The score: 2 out of 5

7. AB 1824 CCPA Recognition of Opt-outs in Mergers 

What it does: Amends the CCPA so that any entity merging with or acquiring another entity must respect and comply with all previous consumer opt-out requests. 

The potential impact: This law is straightforward and makes it so consumers do not need to go through opt-out requests again if an organization is part of a merger or acquisition. It’s a win for data rights and closes a loophole, but it’s minor across the board even in an age of frequent M&As.

The score: 1.5 out of 5

8. AB 2885 Defining Artificial Intelligence

What it does: Amends existing California law to define AI as “an engineered or machine-based system that varies in its level of autonomy and that can, for explicit or implicit objectives, infer from the input it receives how to generate outputs that can influence physical or virtual environments.”

The potential impact: Definitions most certainly matter in data privacy and AI regulation (as was evidenced by the rounds of changes to the EU AI Act in early 2024 as it sought to carve a path for comprehensive AI regulation), but this is just a change on paper as of now. 
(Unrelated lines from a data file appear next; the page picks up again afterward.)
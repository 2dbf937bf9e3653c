//! Magnitude response of an all-pole model.
//!
//! `H(ω) = sqrtGain / |1 - Σ_{i=1}^{p} alpha_i e^{-jωi}|`, where `alpha` are the
//! predictor coefficients (see [`LpcCoefficients::predictor`](crate::coefficients::LpcCoefficients::predictor)).

use std::{
    collections::HashMap,
    f64::consts::PI,
    sync::Arc,
};

use num_complex::Complex;

#[derive(Debug, Clone, PartialEq, Eq, thiserror::Error)]
pub enum SpectrumError {
    #[error("FFT size must be at least 1")]
    ZeroFftSize,
    #[error("Prediction order must be at least 1")]
    ZeroOrder,
    /// The predictor does not have the order the basis was built for.
    #[error("Basis was built for order {expected}, got {actual} coefficients")]
    OrderMismatch { expected: usize, actual: usize },
}

/// Number of bins from DC to Nyquist inclusive, `fft_size / 2 + 1`.
///
/// For odd `fft_size` there is no bin at Nyquist and the grid stops at bin
/// `fft_size / 2`. That is one bin fewer than `floor(fft_size / 2 + 1.5)`,
/// which would reach past Nyquist.
pub fn bin_count(fft_size: usize) -> usize {
    fft_size / 2 + 1
}

/// Angular frequency of bin `k` on an `fft_size`-point grid.
pub fn bin_frequency(k: usize, fft_size: usize) -> f64 {
    2.0 * PI * k as f64 / fft_size as f64
}

/// Precomputed `cos(ω_k i)` and `sin(ω_k i)` for every bin `k` and lag `i = 1..=p`.
///
/// Depends only on `(fft_size, order)` and can be shared across frames.
#[derive(Debug, Clone, PartialEq)]
pub struct SpectralBasis {
    fft_size: usize,
    order: usize,
    bins: usize,
    /// `cos[(i - 1) * bins + k]`
    cos: Vec<f64>,
    /// `sin[(i - 1) * bins + k]`
    sin: Vec<f64>,
}

impl SpectralBasis {
    pub fn new(fft_size: usize, order: usize) -> Result<Self, SpectrumError> {
        if fft_size == 0 {
            return Err(SpectrumError::ZeroFftSize);
        }
        if order == 0 {
            return Err(SpectrumError::ZeroOrder);
        }
        let bins = bin_count(fft_size);

        let mut cos = vec![0.0; order * bins];
        let mut sin = vec![0.0; order * bins];
        for k in 0..bins {
            let omega = bin_frequency(k, fft_size);
            for i in 0..order {
                let (s, c) = (omega * (i + 1) as f64).sin_cos();
                cos[i * bins + k] = c;
                sin[i * bins + k] = s;
            }
        }

        Ok(Self {
            fft_size,
            order,
            bins,
            cos,
            sin,
        })
    }

    pub fn fft_size(&self) -> usize {
        self.fft_size
    }
    pub fn order(&self) -> usize {
        self.order
    }
    pub fn bins(&self) -> usize {
        self.bins
    }

    /// Linear magnitude at every bin.
    pub fn evaluate(&self, alpha: &[f64], sqrt_gain: f64) -> Result<Vec<f64>, SpectrumError> {
        if alpha.len() != self.order {
            return Err(SpectrumError::OrderMismatch {
                expected: self.order,
                actual: alpha.len(),
            });
        }

        let spectrum = (0..self.bins)
            .map(|k| {
                let mut re = 1.0;
                let mut im = 0.0;
                for (i, a) in alpha.iter().enumerate() {
                    re -= a * self.cos[i * self.bins + k];
                    im += a * self.sin[i * self.bins + k];
                }
                sqrt_gain / re.hypot(im)
            })
            .collect();
        Ok(spectrum)
    }
}

/// Linear magnitude at a single angular frequency `omega`.
pub fn evaluate_at(alpha: &[f64], sqrt_gain: f64, omega: f64) -> Result<f64, SpectrumError> {
    if alpha.is_empty() {
        return Err(SpectrumError::ZeroOrder);
    }
    let denominator = alpha
        .iter()
        .enumerate()
        .fold(Complex::new(1.0, 0.0), |acc, (i, a)| {
            acc - *a * Complex::from_polar(1.0, -omega * (i + 1) as f64)
        });
    Ok(sqrt_gain / denominator.norm())
}

/// [`evaluate_at`] with the frequency given in Hz.
pub fn evaluate_at_hz(
    alpha: &[f64],
    sqrt_gain: f64,
    frequency: f64,
    sampling_rate: f64,
) -> Result<f64, SpectrumError> {
    evaluate_at(alpha, sqrt_gain, 2.0 * PI * frequency / sampling_rate)
}

/// `20 log10` of each magnitude.
pub fn to_db(spectrum: &[f64]) -> Vec<f64> {
    spectrum.iter().map(|x| 20.0 * x.log10()).collect()
}

/// One-off evaluation without keeping the basis.
pub fn envelope(alpha: &[f64], sqrt_gain: f64, fft_size: usize) -> Result<Vec<f64>, SpectrumError> {
    SpectralBasis::new(fft_size, alpha.len())?.evaluate(alpha, sqrt_gain)
}

/// Caller-owned store of bases keyed by `(fft_size, order)`.
#[derive(Debug, Default, Clone)]
pub struct BasisCache {
    bases: HashMap<(usize, usize), Arc<SpectralBasis>>,
}

impl BasisCache {
    pub fn new() -> Self {
        Self::default()
    }

    /// The basis for `(fft_size, order)`, built on first use.
    pub fn get(&mut self, fft_size: usize, order: usize) -> Result<Arc<SpectralBasis>, SpectrumError> {
        if let Some(basis) = self.bases.get(&(fft_size, order)) {
            return Ok(Arc::clone(basis));
        }
        let basis = Arc::new(SpectralBasis::new(fft_size, order)?);
        self.bases.insert((fft_size, order), Arc::clone(&basis));
        Ok(basis)
    }

    pub fn len(&self) -> usize {
        self.bases.len()
    }
    pub fn is_empty(&self) -> bool {
        self.bases.is_empty()
    }
}

#[cfg(test)]
mod tests {
    use std::{f64::consts::PI, sync::Arc};

    use super::{
        BasisCache, SpectralBasis, SpectrumError, bin_count, bin_frequency, envelope,
        evaluate_at, evaluate_at_hz, to_db,
    };

    #[test]
    fn bin_counts() {
        assert_eq!(bin_count(256), 129);
        assert_eq!(bin_count(1), 1);
        // Odd sizes stop below Nyquist.
        assert_eq!(bin_count(101), 51);
        assert!(bin_frequency(bin_count(101) - 1, 101) < PI);
        assert_eq!(bin_frequency(bin_count(256) - 1, 256), PI);
    }

    #[test]
    fn grid_matches_single_frequency() {
        let cases: [(&[f64], usize); 4] = [
            (&[0.9], 64),
            (&[1.3, -0.6, 0.1, 0.05], 256),
            (&[0.5, -0.2, 0.3, -0.1, 0.05, 0.02, -0.03, 0.01, 0.0, 0.04], 512),
            (&[0.7, -0.3, 0.2], 101),
        ];
        for (alpha, fft_size) in cases {
            let basis = SpectralBasis::new(fft_size, alpha.len()).unwrap();
            let grid = basis.evaluate(alpha, 0.3).unwrap();
            assert_eq!(grid.len(), fft_size / 2 + 1);
            for (k, value) in grid.iter().enumerate() {
                let single = evaluate_at(alpha, 0.3, bin_frequency(k, fft_size)).unwrap();
                approx::assert_abs_diff_eq!(*value, single, epsilon = 1.0e-9);
            }
        }
    }

    #[test]
    fn first_order_closed_form() {
        // |1 - a e^{-jω}|² = 1 - 2a cos ω + a²
        let a = 0.8;
        let spectrum = envelope(&[a], 1.0, 8).unwrap();
        approx::assert_abs_diff_eq!(spectrum[0], 1.0 / (1.0 - a), epsilon = 1.0e-12);
        approx::assert_abs_diff_eq!(spectrum[4], 1.0 / (1.0 + a), epsilon = 1.0e-12);
        let omega = bin_frequency(2, 8);
        let expected = 1.0 / (1.0 - 2.0 * a * omega.cos() + a * a).sqrt();
        approx::assert_abs_diff_eq!(spectrum[2], expected, epsilon = 1.0e-12);
    }

    #[test]
    fn gain_scales_linearly() {
        let alpha = [1.1, -0.4];
        let unit = envelope(&alpha, 1.0, 32).unwrap();
        let scaled = envelope(&alpha, 2.5, 32).unwrap();
        for (u, s) in unit.iter().zip(&scaled) {
            approx::assert_abs_diff_eq!(2.5 * u, *s, epsilon = 1.0e-12);
        }
    }

    #[test]
    fn hz_is_converted_to_radians() {
        let alpha = [0.4, 0.2];
        let at_hz = evaluate_at_hz(&alpha, 1.0, 2000.0, 16000.0).unwrap();
        let at_radian = evaluate_at(&alpha, 1.0, PI / 4.0).unwrap();
        approx::assert_abs_diff_eq!(at_hz, at_radian, epsilon = 1.0e-12);
    }

    #[test]
    fn decibels() {
        let db = to_db(&[1.0, 10.0, 0.1]);
        approx::assert_abs_diff_eq!(db[0], 0.0);
        approx::assert_abs_diff_eq!(db[1], 20.0, epsilon = 1.0e-12);
        approx::assert_abs_diff_eq!(db[2], -20.0, epsilon = 1.0e-12);
    }

    #[test]
    fn invalid_arguments() {
        assert_eq!(SpectralBasis::new(0, 4), Err(SpectrumError::ZeroFftSize));
        assert_eq!(SpectralBasis::new(64, 0), Err(SpectrumError::ZeroOrder));
        assert_eq!(evaluate_at(&[], 1.0, 0.5), Err(SpectrumError::ZeroOrder));
        let basis = SpectralBasis::new(64, 3).unwrap();
        assert_eq!(
            basis.evaluate(&[0.1, 0.2], 1.0),
            Err(SpectrumError::OrderMismatch {
                expected: 3,
                actual: 2
            })
        );
    }

    #[test]
    fn cache_shares_bases() {
        let mut cache = BasisCache::new();
        let a = cache.get(256, 10).unwrap();
        let b = cache.get(256, 10).unwrap();
        assert!(Arc::ptr_eq(&a, &b));
        let c = cache.get(512, 10).unwrap();
        assert!(!Arc::ptr_eq(&a, &c));
        assert_eq!(cache.len(), 2);
        assert!(cache.get(0, 10).is_err());
        assert_eq!(cache.len(), 2);
    }
}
It is not as directly applicable as SB 1223 or AB 1008, which both have more pointed changes to definitions, nor is it part of a comprehensive AI law like Colorado was able to pass earlier this year.

This might be part of getting things in order for a future bill, but right now it’s hard to see how this will be more directly impactful on AI or data privacy than the bills listed above. 

The score: 1.5 out of 5 

As noted, we will need to see how many of these bills actually enter into law, so check back here at the end of September for pass/veto updates.